● **EXERCISE REQUIREMENTS**
Each record is to be transcribed exactly.

--- DATA IN THIS EXERCISE Enclosed Below ---

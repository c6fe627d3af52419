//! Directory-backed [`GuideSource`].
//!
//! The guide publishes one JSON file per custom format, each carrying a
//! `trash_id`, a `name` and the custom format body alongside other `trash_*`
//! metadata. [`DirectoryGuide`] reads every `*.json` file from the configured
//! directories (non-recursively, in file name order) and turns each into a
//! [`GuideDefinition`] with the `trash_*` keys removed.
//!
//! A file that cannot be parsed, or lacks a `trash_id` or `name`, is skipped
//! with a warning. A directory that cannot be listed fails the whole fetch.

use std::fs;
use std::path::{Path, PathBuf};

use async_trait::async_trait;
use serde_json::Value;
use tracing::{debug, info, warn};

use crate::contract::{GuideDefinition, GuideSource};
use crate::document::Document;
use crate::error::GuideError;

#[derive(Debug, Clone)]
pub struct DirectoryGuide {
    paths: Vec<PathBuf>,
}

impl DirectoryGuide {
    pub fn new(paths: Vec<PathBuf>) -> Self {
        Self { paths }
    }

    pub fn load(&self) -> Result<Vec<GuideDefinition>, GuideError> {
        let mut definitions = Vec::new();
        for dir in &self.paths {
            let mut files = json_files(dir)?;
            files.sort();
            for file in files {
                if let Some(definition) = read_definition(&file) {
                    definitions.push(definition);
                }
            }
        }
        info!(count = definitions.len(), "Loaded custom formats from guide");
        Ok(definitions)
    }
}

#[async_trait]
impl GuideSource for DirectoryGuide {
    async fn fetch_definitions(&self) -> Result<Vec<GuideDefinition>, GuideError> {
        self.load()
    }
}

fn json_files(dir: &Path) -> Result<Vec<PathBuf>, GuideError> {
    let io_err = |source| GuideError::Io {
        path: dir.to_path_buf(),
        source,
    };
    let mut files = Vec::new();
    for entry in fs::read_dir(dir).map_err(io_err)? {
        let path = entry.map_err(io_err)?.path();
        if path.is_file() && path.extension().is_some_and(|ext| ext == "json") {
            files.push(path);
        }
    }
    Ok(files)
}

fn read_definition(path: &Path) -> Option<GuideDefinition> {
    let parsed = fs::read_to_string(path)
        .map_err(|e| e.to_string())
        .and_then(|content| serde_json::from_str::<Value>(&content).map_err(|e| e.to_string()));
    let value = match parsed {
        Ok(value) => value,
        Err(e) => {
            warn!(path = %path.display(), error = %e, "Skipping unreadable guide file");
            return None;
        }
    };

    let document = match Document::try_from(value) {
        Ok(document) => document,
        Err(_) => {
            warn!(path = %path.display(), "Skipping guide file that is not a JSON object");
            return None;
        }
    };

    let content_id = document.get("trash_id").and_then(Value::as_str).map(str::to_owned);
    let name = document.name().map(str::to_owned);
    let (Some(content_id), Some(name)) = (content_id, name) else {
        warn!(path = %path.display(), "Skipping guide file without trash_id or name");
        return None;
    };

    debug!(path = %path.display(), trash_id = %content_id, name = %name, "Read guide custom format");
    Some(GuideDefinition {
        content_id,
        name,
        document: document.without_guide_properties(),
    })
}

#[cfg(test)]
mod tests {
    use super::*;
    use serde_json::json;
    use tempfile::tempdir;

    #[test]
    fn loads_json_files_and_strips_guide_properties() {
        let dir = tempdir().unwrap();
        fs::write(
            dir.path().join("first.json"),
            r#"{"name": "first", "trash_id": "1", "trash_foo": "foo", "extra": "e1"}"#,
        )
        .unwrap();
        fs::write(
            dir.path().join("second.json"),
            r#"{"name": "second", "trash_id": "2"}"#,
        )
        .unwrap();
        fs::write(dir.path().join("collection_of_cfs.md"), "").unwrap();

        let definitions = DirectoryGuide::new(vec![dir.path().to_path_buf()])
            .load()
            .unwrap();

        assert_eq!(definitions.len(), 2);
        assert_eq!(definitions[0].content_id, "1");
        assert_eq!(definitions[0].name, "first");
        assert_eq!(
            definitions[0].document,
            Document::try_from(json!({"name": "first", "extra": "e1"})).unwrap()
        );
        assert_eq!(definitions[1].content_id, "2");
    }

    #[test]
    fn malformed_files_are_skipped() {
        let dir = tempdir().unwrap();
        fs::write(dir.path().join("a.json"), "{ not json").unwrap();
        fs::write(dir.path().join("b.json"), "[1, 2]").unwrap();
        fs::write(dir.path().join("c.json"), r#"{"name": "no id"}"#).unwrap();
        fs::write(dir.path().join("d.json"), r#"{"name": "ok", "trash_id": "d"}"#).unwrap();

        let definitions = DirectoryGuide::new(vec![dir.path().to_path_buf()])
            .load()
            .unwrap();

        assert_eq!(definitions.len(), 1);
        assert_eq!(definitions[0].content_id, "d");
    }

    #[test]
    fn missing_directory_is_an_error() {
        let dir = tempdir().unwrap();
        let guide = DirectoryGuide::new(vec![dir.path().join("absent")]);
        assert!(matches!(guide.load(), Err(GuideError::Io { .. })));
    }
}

--- End of Enclosed DATA IN THIS EXERCISE ---

● **WRITTEN RESPONSE**
repository c6fe627d3af52419
//! Directory-backed [`GuideSource`].
//!
//! The guide publishes one JSON file per custom format, each carrying a
//! `trash_id`, a `name` and the custom format body alongside other `trash_*`
//! metadata. [`DirectoryGuide`] reads every `*.json` file from the configured
//! directories (non-recursively, in file name order) and turns each into a
//! [`GuideDefinition`] with the `trash_*` keys removed.
//!
//! A file that cannot be parsed, or lacks a `trash_id` or `name`, is skipped
//! with a warning. A directory that cannot be listed fails the whole fetch.

use std::fs;
use std::path::{Path, PathBuf};

use async_trait::async_trait;
use serde_json::Value;
use tracing::{debug, info, warn};

use crate::contract::{GuideDefinition, GuideSource};
use crate::document::Document;
use crate::error::GuideError;

#[derive(Debug, Clone)]
pub struct DirectoryGuide {
    paths: Vec<PathBuf>,
}

impl DirectoryGuide {
    pub fn new(paths: Vec<PathBuf>) -> Self {
        Self { paths }
    }

    pub fn load(&self) -> Result<Vec<GuideDefinition>, GuideError> {
        let mut definitions = Vec::new();
        for dir in &self.paths {
            let mut files = json_files(dir)?;
            files.sort();
            for file in files {
                if let Some(definition) = read_definition(&file) {
                    definitions.push(definition);
                }
            }
        }
        info!(count = definitions.len(), "Loaded custom formats from guide");
        Ok(definitions)
    }
}

#[async_trait]
impl GuideSource for DirectoryGuide {
    async fn fetch_definitions(&self) -> Result<Vec<GuideDefinition>, GuideError> {
        self.load()
    }
}

fn json_files(dir: &Path) -> Result<Vec<PathBuf>, GuideError> {
    let io_err = |source| GuideError::Io {
        path: dir.to_path_buf(),
        source,
    };
    let mut files = Vec::new();
    for entry in fs::read_dir(dir).map_err(io_err)? {
        let path = entry.map_err(io_err)?.path();
        if path.is_file() && path.extension().is_some_and(|ext| ext == "json") {
            files.push(path);
        }
    }
    Ok(files)
}

fn read_definition(path: &Path) -> Option<GuideDefinition> {
    let parsed = fs::read_to_string(path)
        .map_err(|e| e.to_string())
        .and_then(|content| serde_json::from_str::<Value>(&content).map_err(|e| e.to_string()));
    let value = match parsed {
        Ok(value) => value,
        Err(e) => {
            warn!(path = %path.display(), error = %e, "Skipping unreadable guide file");
            return None;
        }
    };

    let document = match Document::try_from(value) {
        Ok(document) => document,
        Err(_) => {
            warn!(path = %path.display(), "Skipping guide file that is not a JSON object");
            return None;
        }
    };

    let content_id = document.get("trash_id").and_then(Value::as_str).map(str::to_owned);
    let name = document.name().map(str::to_owned);
    let (Some(content_id), Some(name)) = (content_id, name) else {
        warn!(path = %path.display(), "Skipping guide file without trash_id or name");
        return None;
    };

    debug!(path = %path.display(), trash_id = %content_id, name = %name, "Read guide custom format");
    Some(GuideDefinition {
        content_id,
        name,
        document: document.without_guide_properties(),
    })
}

#[cfg(test)]
mod tests {
    use super::*;
    use serde_json::json;
    use tempfile::tempdir;

    #[test]
    fn loads_json_files_and_strips_guide_properties() {
        let dir = tempdir().unwrap();
        fs::write(
            dir.path().join("first.json"),
            r#"{"name": "first", "trash_id": "1", "trash_foo": "foo", "extra": "e1"}"#,
        )
        .unwrap();
        fs::write(
            dir.path().join("second.json"),
            r#"{"name": "second", "trash_id": "2"}"#,
        )
        .unwrap();
        fs::write(dir.path().join("collection_of_cfs.md"), "").unwrap();

        let definitions = DirectoryGuide::new(vec![dir.path().to_path_buf()])
            .load()
            .unwrap();

        assert_eq!(definitions.len(), 2);
        assert_eq!(definitions[0].content_id, "1");
        assert_eq!(definitions[0].name, "first");
        assert_eq!(
            definitions[0].document,
            Document::try_from(json!({"name": "first", "extra": "e1"})).unwrap()
        );
        assert_eq!(definitions[1].content_id, "2");
    }

    #[test]
    fn malformed_files_are_skipped() {
        let dir = tempdir().unwrap();
        fs::write(dir.path().join("a.json"), "{ not json").unwrap();
        fs::write(dir.path().join("b.json"), "[1, 2]").unwrap();
        fs::write(dir.path().join("c.json"), r#"{"name": "no id"}"#).unwrap();
        fs::write(dir.path().join("d.json"), r#"{"name": "ok", "trash_id": "d"}"#).unwrap();

        let definitions = DirectoryGuide::new(vec![dir.path().to_path_buf()])
            .load()
            .unwrap();

        assert_eq!(definitions.len(), 1);
        assert_eq!(definitions[0].content_id, "d");
    }

    #[test]
    fn missing_directory_is_an_error() {
        let dir = tempdir().unwrap();
        let guide = DirectoryGuide::new(vec![dir.path().join("absent")]);
        assert!(matches!(guide.load(), Err(GuideError::Io { .. })));
    }
}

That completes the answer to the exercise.